Begin at the first line below and copy each line exactly, ending with the line where "pub fn total(&self)" appears.

---------- Dataset excerpts

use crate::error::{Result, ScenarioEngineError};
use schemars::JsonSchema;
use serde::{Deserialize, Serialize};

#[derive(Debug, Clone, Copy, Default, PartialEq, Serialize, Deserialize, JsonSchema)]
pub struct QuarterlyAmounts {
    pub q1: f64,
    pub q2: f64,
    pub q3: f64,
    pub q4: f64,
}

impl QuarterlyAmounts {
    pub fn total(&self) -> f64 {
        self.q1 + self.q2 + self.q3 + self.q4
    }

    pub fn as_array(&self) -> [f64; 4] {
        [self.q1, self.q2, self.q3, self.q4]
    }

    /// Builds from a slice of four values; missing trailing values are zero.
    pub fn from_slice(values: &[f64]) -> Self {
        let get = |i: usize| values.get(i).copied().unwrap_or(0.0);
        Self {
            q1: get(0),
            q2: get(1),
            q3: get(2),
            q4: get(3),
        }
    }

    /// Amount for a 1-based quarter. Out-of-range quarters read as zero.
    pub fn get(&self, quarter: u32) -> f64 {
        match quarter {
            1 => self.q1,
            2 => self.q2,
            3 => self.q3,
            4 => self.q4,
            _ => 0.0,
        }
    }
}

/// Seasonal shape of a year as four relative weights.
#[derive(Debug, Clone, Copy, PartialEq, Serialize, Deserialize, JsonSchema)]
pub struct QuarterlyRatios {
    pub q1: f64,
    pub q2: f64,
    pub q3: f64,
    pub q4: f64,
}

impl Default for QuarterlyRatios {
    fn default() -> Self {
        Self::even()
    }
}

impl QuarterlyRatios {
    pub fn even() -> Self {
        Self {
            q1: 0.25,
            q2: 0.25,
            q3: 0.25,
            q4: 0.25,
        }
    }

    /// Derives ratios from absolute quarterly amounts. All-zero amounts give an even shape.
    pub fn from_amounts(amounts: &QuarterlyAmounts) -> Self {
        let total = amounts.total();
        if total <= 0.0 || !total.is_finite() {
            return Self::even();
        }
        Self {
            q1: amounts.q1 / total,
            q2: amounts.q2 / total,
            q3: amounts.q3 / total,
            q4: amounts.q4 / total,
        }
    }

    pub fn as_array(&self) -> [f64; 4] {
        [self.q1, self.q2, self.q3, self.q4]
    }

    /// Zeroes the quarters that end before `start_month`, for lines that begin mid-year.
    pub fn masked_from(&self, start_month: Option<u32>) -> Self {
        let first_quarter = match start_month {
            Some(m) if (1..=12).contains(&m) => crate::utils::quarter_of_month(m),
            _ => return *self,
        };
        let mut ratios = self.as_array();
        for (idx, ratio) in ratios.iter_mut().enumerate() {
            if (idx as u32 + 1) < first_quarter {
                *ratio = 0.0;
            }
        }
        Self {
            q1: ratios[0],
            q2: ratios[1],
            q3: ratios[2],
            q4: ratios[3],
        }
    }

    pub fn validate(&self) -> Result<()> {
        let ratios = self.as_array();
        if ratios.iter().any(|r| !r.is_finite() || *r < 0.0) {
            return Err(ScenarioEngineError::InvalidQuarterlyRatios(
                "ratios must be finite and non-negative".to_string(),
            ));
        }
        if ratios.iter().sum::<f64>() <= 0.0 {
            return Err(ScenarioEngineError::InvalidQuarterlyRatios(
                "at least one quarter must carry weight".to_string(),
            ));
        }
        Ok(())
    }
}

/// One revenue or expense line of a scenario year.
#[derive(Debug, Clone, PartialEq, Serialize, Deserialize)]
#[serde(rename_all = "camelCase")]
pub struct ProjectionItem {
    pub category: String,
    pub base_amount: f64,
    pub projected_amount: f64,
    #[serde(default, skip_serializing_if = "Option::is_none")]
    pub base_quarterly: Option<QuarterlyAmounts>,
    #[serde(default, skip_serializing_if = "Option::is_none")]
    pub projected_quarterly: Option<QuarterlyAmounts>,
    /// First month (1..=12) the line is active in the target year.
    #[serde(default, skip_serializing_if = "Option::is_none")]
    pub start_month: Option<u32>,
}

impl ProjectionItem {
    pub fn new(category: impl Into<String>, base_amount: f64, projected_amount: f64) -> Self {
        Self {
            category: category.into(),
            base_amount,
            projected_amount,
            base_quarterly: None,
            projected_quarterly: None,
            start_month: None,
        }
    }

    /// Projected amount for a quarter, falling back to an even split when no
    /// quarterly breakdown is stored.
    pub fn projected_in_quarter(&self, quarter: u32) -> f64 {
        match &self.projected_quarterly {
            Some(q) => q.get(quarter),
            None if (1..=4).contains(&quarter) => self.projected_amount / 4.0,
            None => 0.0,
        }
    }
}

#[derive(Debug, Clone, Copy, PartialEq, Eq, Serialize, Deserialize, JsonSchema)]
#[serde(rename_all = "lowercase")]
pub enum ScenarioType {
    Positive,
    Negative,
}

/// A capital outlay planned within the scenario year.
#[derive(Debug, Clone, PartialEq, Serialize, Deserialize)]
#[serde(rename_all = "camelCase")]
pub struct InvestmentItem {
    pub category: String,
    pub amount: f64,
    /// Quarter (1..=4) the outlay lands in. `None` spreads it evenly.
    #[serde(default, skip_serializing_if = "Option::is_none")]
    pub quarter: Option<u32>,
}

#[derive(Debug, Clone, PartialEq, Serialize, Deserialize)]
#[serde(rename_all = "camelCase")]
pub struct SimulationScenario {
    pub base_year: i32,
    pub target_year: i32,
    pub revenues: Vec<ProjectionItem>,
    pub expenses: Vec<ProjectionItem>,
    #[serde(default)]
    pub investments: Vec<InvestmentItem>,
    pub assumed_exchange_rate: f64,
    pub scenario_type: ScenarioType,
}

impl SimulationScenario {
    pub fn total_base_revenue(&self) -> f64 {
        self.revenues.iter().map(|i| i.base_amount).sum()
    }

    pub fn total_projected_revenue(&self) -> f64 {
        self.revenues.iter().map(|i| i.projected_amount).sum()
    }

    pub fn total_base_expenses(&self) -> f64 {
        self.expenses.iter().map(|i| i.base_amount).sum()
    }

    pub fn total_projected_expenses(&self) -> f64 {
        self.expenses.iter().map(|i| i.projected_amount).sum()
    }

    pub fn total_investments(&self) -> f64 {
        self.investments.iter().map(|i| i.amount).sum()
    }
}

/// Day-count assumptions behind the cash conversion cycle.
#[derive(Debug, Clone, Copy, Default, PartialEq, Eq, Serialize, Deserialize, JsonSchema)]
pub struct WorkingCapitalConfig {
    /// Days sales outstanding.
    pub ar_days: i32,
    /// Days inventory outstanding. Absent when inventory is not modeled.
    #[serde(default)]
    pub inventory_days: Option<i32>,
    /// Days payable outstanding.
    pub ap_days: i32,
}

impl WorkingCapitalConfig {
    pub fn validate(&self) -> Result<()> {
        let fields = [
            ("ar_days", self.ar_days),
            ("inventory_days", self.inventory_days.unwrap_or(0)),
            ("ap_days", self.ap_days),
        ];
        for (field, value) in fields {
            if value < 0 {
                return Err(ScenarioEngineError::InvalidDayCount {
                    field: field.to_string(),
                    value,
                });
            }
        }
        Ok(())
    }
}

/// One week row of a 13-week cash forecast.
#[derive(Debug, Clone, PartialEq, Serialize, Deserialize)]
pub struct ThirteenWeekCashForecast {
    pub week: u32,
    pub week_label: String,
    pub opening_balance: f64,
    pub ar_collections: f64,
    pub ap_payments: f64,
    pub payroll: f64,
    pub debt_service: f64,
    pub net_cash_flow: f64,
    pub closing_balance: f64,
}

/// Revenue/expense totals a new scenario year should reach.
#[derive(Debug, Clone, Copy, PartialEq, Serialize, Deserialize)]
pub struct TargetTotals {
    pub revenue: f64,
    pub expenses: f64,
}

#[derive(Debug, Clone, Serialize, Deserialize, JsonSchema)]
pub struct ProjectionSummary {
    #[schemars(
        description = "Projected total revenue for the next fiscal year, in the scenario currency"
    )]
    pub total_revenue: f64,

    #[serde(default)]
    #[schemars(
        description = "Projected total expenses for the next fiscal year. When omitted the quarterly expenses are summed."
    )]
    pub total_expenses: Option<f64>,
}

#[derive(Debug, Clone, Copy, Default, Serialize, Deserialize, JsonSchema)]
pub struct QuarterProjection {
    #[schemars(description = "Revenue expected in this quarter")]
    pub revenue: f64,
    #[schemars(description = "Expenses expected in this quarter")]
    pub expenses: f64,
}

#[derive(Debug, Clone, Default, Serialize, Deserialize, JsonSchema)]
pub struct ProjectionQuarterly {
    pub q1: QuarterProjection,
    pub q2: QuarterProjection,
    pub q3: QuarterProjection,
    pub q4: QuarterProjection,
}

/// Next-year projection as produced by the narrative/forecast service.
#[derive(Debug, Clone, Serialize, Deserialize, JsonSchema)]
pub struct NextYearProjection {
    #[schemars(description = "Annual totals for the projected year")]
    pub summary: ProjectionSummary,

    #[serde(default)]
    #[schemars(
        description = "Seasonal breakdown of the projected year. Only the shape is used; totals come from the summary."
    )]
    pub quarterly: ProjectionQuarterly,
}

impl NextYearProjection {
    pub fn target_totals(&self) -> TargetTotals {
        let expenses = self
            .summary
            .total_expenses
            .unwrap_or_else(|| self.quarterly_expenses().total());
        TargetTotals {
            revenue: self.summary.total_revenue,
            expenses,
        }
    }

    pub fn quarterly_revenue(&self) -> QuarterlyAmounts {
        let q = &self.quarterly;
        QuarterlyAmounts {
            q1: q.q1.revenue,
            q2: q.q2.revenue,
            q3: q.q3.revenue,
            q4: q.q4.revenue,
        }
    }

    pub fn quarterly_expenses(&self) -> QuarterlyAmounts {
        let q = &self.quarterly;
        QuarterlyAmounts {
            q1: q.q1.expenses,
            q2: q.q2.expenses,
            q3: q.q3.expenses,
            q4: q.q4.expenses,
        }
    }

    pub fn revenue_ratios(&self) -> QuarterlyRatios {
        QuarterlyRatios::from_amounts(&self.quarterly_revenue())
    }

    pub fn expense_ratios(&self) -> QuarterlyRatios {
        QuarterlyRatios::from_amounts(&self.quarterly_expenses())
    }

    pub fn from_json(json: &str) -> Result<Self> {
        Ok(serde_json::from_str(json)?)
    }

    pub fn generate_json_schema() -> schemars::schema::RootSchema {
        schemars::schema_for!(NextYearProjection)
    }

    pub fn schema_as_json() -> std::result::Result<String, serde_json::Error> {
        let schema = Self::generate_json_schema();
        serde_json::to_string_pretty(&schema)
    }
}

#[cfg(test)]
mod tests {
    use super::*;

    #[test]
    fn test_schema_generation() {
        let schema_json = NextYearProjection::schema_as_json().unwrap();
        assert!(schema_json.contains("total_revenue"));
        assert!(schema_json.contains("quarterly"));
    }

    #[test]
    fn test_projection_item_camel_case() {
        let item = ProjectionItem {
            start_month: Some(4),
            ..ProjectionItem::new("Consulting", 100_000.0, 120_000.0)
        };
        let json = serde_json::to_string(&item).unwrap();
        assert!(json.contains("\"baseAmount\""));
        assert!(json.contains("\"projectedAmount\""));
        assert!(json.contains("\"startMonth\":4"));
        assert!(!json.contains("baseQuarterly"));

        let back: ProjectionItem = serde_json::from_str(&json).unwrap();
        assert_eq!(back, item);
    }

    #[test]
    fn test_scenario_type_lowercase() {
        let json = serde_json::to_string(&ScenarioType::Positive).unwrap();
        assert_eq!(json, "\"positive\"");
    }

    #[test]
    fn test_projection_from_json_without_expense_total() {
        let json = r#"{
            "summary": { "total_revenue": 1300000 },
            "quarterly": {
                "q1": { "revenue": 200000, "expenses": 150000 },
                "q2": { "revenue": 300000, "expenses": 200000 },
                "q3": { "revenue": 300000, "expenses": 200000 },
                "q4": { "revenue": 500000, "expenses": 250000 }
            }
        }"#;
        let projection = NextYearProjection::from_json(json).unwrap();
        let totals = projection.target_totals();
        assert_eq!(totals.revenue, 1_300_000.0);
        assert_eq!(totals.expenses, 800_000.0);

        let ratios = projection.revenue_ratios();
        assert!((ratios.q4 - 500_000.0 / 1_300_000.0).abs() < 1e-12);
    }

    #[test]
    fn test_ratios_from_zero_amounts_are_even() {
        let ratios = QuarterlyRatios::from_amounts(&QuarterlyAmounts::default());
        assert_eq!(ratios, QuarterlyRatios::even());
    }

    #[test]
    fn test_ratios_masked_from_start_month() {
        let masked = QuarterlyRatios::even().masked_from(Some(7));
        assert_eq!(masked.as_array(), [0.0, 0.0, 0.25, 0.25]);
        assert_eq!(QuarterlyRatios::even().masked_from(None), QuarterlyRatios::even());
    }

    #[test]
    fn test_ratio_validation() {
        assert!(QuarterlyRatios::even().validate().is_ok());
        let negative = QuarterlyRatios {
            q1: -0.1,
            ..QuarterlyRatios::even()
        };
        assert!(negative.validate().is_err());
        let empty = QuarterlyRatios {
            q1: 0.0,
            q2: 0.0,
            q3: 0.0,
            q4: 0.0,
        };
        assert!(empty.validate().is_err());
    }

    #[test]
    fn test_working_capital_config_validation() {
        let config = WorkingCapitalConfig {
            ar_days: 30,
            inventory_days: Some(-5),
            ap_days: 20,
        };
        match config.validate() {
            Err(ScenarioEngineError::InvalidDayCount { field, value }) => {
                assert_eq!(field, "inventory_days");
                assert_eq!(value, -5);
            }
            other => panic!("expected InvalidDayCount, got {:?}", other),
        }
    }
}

--------------------

## Solution to this task:
use crate::error::{Result, ScenarioEngineError};
use schemars::JsonSchema;
use serde::{Deserialize, Serialize};

#[derive(Debug, Clone, Copy, Default, PartialEq, Serialize, Deserialize, JsonSchema)]
pub struct QuarterlyAmounts {
    pub q1: f64,
    pub q2: f64,
    pub q3: f64,
    pub q4: f64,
}

impl QuarterlyAmounts {
    pub fn total(&self) -> f64 {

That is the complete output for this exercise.